Let me get this right. You're telling me that a helicopter can respond <20 mins. It can also carry a pilot (possibly 2), crewperson, paramedic and doctor/consultant.
You're telling me that team can perform roadside operations in the open air come rain or shine, day or night. They can then convey the survivor to hospital and bypass the receiving trauma team, pop them on a trolley and whisk them down to the CAT scanner circumventing the A and E team????

What films do you watch?

In reality it is far far far away from this perfect scenario.
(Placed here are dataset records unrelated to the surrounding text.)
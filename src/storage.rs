use std::fs::{self, OpenOptions};
use std::io::{Read, Write};
use std::path::{Path, PathBuf};

use chrono::{DateTime, NaiveDateTime, Utc};
use thiserror::Error;
use tracing::{debug, info, warn};

use crate::models::Task;

#[derive(Debug, Error)]
pub enum StorageError {
    #[error("Failed to save tasks to '{path}': {source}")]
    SaveFailed {
        path: PathBuf,
        #[source]
        source: std::io::Error,
    },

    #[error("Failed to serialize tasks to JSON: {source}")]
    SerializeFailed {
        #[source]
        source: serde_json::Error,
    },

    #[error("Task {0} not found")]
    NotFound(u64),
}

/// Fields the caller supplies when creating a task.
#[derive(Debug, Clone, Default)]
pub struct NewTask {
    pub name: String,
    pub description: Option<String>,
    pub due_date: Option<NaiveDateTime>,
    pub has_time: bool,
}

/// The task collection together with the file it is persisted to.
///
/// Mutations only touch memory; call [`TaskStore::save`] to persist them.
#[derive(Debug)]
pub struct TaskStore {
    path: PathBuf,
    tasks: Vec<Task>,
}

impl TaskStore {
    /// Opens the store at `path`.
    ///
    /// A missing, unreadable or malformed file yields an empty collection.
    pub fn open(path: impl Into<PathBuf>) -> TaskStore {
        let path = path.into();
        let tasks = load_tasks(&path);
        debug!(file = %path.display(), count = tasks.len(), "opened task store");
        TaskStore { path, tasks }
    }

    /// Current snapshot, in insertion order.
    pub fn list(&self) -> &[Task] {
        &self.tasks
    }

    pub fn get(&self, id: u64) -> Option<&Task> {
        self.tasks.iter().find(|t| t.id == id)
    }

    /// Id the next created task receives: one past the largest id, or 0.
    pub fn next_id(&self) -> u64 {
        self.tasks.iter().map(|t| t.id).max().map_or(0, |max| max + 1)
    }

    /// Appends a new pending task and returns a copy of it.
    pub fn create(&mut self, new: NewTask, now: DateTime<Utc>) -> Task {
        let task = Task {
            id: self.next_id(),
            name: new.name,
            description: new.description,
            has_time: new.due_date.is_some() && new.has_time,
            due_date: new.due_date,
            is_completed: false,
            completed_at: None,
            created_at: now,
        };
        self.tasks.push(task.clone());
        info!(task_id = task.id, "task created");
        task
    }

    /// Sets the completion status, stamping or clearing `completed_at`.
    ///
    /// Setting the status a task already has leaves it untouched.
    pub fn set_completed(&mut self, id: u64, completed: bool, now: DateTime<Utc>) -> Result<(), StorageError> {
        let task = self
            .tasks
            .iter_mut()
            .find(|t| t.id == id)
            .ok_or(StorageError::NotFound(id))?;
        if task.is_completed == completed {
            return Ok(());
        }
        if completed {
            task.mark_completed(now);
        } else {
            task.mark_pending();
        }
        info!(task_id = id, completed, "task status changed");
        Ok(())
    }

    /// Flips the completion status and returns the new one.
    pub fn toggle(&mut self, id: u64, now: DateTime<Utc>) -> Result<bool, StorageError> {
        let completed = !self.get(id).ok_or(StorageError::NotFound(id))?.is_completed;
        self.set_completed(id, completed, now)?;
        Ok(completed)
    }

    /// Removes a task and returns it.
    pub fn delete(&mut self, id: u64) -> Result<Task, StorageError> {
        let pos = self
            .tasks
            .iter()
            .position(|t| t.id == id)
            .ok_or(StorageError::NotFound(id))?;
        info!(task_id = id, "task deleted");
        Ok(self.tasks.remove(pos))
    }

    /// Writes the collection to disk, overwriting the existing file.
    pub fn save(&self) -> Result<(), StorageError> {
        save_tasks(&self.path, &self.tasks)
    }
}

/// Loads all tasks from the storage file.
///
/// Returns an empty vector if the file does not exist or cannot be read.
pub fn load_tasks(path: &Path) -> Vec<Task> {
    if !path.exists() {
        return Vec::new();
    }
    let mut f = match OpenOptions::new().read(true).open(path) {
        Ok(f) => f,
        Err(e) => {
            warn!(file = %path.display(), error = %e, "failed to open task file; starting empty");
            return Vec::new();
        }
    };
    let mut s = String::new();
    if let Err(e) = f.read_to_string(&mut s) {
        warn!(file = %path.display(), error = %e, "failed to read task file; starting empty");
        return Vec::new();
    }
    if s.trim().is_empty() {
        return Vec::new();
    }
    serde_json::from_str(&s).unwrap_or_else(|e| {
        warn!(file = %path.display(), error = %e, "malformed task file; starting empty");
        Vec::new()
    })
}

/// Saves the given list of tasks to `path`, creating parent directories.
pub fn save_tasks(path: &Path, tasks: &[Task]) -> Result<(), StorageError> {
    let save_failed = |source| StorageError::SaveFailed { path: path.to_path_buf(), source };
    let s = serde_json::to_string_pretty(tasks).map_err(|source| StorageError::SerializeFailed { source })?;
    if let Some(parent) = path.parent().filter(|p| !p.as_os_str().is_empty()) {
        fs::create_dir_all(parent).map_err(save_failed)?;
    }
    let mut f = OpenOptions::new()
        .create(true)
        .write(true)
        .truncate(true)
        .open(path)
        .map_err(save_failed)?;
    f.write_all(s.as_bytes()).map_err(save_failed)?;
    debug!(file = %path.display(), count = tasks.len(), "saved tasks");
    Ok(())
}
There are NO stats indicating a night time demand for HEMS/AA to the extent that a helicopter is the best response vehicle. Stats can be 'massaged' to suggest the helo might 'improve' things so they meet PR targets but that is about all.
Homonculus is quite right, the cost is a quantum leap on traditional night time responses and entirely uncalled for. BUT......the forces of Marketing, H and S, public ignorance, helicopter service provider lobbying will prevail and the UK will see a proliferation of night support.....the public will willingly contribute too as they see it as a straight forward extension of day ops (which it isn't). Until they are properly educated in this area, their soft underbelly will continue to be exploited to the max.

[It's strange isn't it - if the government decreed there to be a "rescue and recovery" tax of say £40/yr, the public would kickoff. Shake a tin, hold a raffle, organise a charity run and people will willingly chip in a lot more than this over the year].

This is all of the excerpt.